Work request >>
Pick every line from the data below that contains the string "Result" and copy it.

Data extracts >>
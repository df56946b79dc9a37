//! Parsing and formatting of user-entered durations.

use crate::domain::TrackerError;

/// Parse a duration into whole seconds.
///
/// Three textual forms are accepted: `HH:MM:SS`, `HH:MM`, and a plain
/// decimal-hours number using either `.` or `,` as the fractional separator
/// (so `"90"` means ninety hours, not minutes). Minutes and seconds must be
/// in `0..=59`; hours have no fixed cap, but the total must fit in `u64`
/// seconds.
pub fn parse_duration(input: &str) -> Result<u64, TrackerError> {
    let input = input.trim();
    if input.is_empty() {
        return Err(TrackerError::invalid_duration("empty duration"));
    }

    if input.contains(':') {
        let parts: Vec<&str> = input.split(':').collect();
        let (hours, minutes, seconds) = match parts.as_slice() {
            [h, m, s] => (*h, *m, *s),
            [h, m] => (*h, *m, "0"),
            _ => {
                return Err(TrackerError::invalid_duration(format!(
                    "expected HH:MM or HH:MM:SS, got {input:?}"
                )))
            }
        };
        let hours = parse_component(hours, u64::MAX, "hours")?;
        let minutes = parse_component(minutes, 59, "minutes")?;
        let seconds = parse_component(seconds, 59, "seconds")?;
        return hours
            .checked_mul(3600)
            .and_then(|h| h.checked_add(minutes * 60 + seconds))
            .ok_or_else(|| {
                TrackerError::invalid_duration(format!("duration too large: {input:?}"))
            });
    }

    let hours: f64 = input
        .replace(',', ".")
        .parse()
        .map_err(|_| TrackerError::invalid_duration(format!("not a number: {input:?}")))?;
    if !hours.is_finite() || hours < 0.0 {
        return Err(TrackerError::invalid_duration(format!(
            "hours must be a non-negative number, got {input:?}"
        )));
    }
    Ok((hours * 3600.0).round() as u64)
}

fn parse_component(raw: &str, max: u64, name: &str) -> Result<u64, TrackerError> {
    let value: u64 = raw
        .parse()
        .map_err(|_| TrackerError::invalid_duration(format!("bad {name} component: {raw:?}")))?;
    if value > max {
        return Err(TrackerError::invalid_duration(format!(
            "{name} out of range: {value}"
        )));
    }
    Ok(value)
}

/// Format whole seconds as `HH:MM:SS` for timer displays.
pub fn format_hms(total_seconds: u64) -> String {
    let hours = total_seconds / 3600;
    let minutes = (total_seconds % 3600) / 60;
    let seconds = total_seconds % 60;
    format!("{hours:02}:{minutes:02}:{seconds:02}")
}

#[cfg(test)]
mod tests {
    use super::*;

    #[test]
    fn parses_all_three_forms() {
        assert_eq!(parse_duration("01:30:00").unwrap(), 5400);
        assert_eq!(parse_duration("12:30").unwrap(), 45_000);
        assert_eq!(parse_duration("1.5").unwrap(), 5400);
        assert_eq!(parse_duration("1,5").unwrap(), 5400);
        // No colon means decimal hours, even for round numbers.
        assert_eq!(parse_duration("90").unwrap(), 90 * 3600);
        assert_eq!(parse_duration("0").unwrap(), 0);
    }

    #[test]
    fn rejects_out_of_range_components() {
        assert!(parse_duration("12:61").is_err());
        assert!(parse_duration("00:00:60").is_err());
        assert!(parse_duration("1:2:3:4").is_err());
    }

    #[test]
    fn rejects_hour_counts_that_overflow_seconds() {
        assert!(parse_duration("9999999999999999:00").is_err());
        assert!(parse_duration(&format!("{}:00:00", u64::MAX)).is_err());
        // The largest representable duration still parses.
        assert_eq!(
            parse_duration(&format!("{}:00", u64::MAX / 3600)).unwrap(),
            (u64::MAX / 3600) * 3600
        );
    }

    #[test]
    fn rejects_negative_and_non_numeric() {
        assert!(parse_duration("-1").is_err());
        assert!(parse_duration("-1:30").is_err());
        assert!(parse_duration("abc").is_err());
        assert!(parse_duration("1:xx").is_err());
        assert!(parse_duration("").is_err());
        assert!(parse_duration("NaN").is_err());
    }

    #[test]
    fn formats_hms() {
        assert_eq!(format_hms(0), "00:00:00");
        assert_eq!(format_hms(5400), "01:30:00");
        assert_eq!(format_hms(59 * 60 + 59), "00:59:59");
        assert_eq!(format_hms(100 * 3600), "100:00:00");
    }
}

Solution for this task >>
pub fn parse_duration(input: &str) -> Result<u64, TrackerError> {
fn parse_component(raw: &str, max: u64, name: &str) -> Result<u64, TrackerError> {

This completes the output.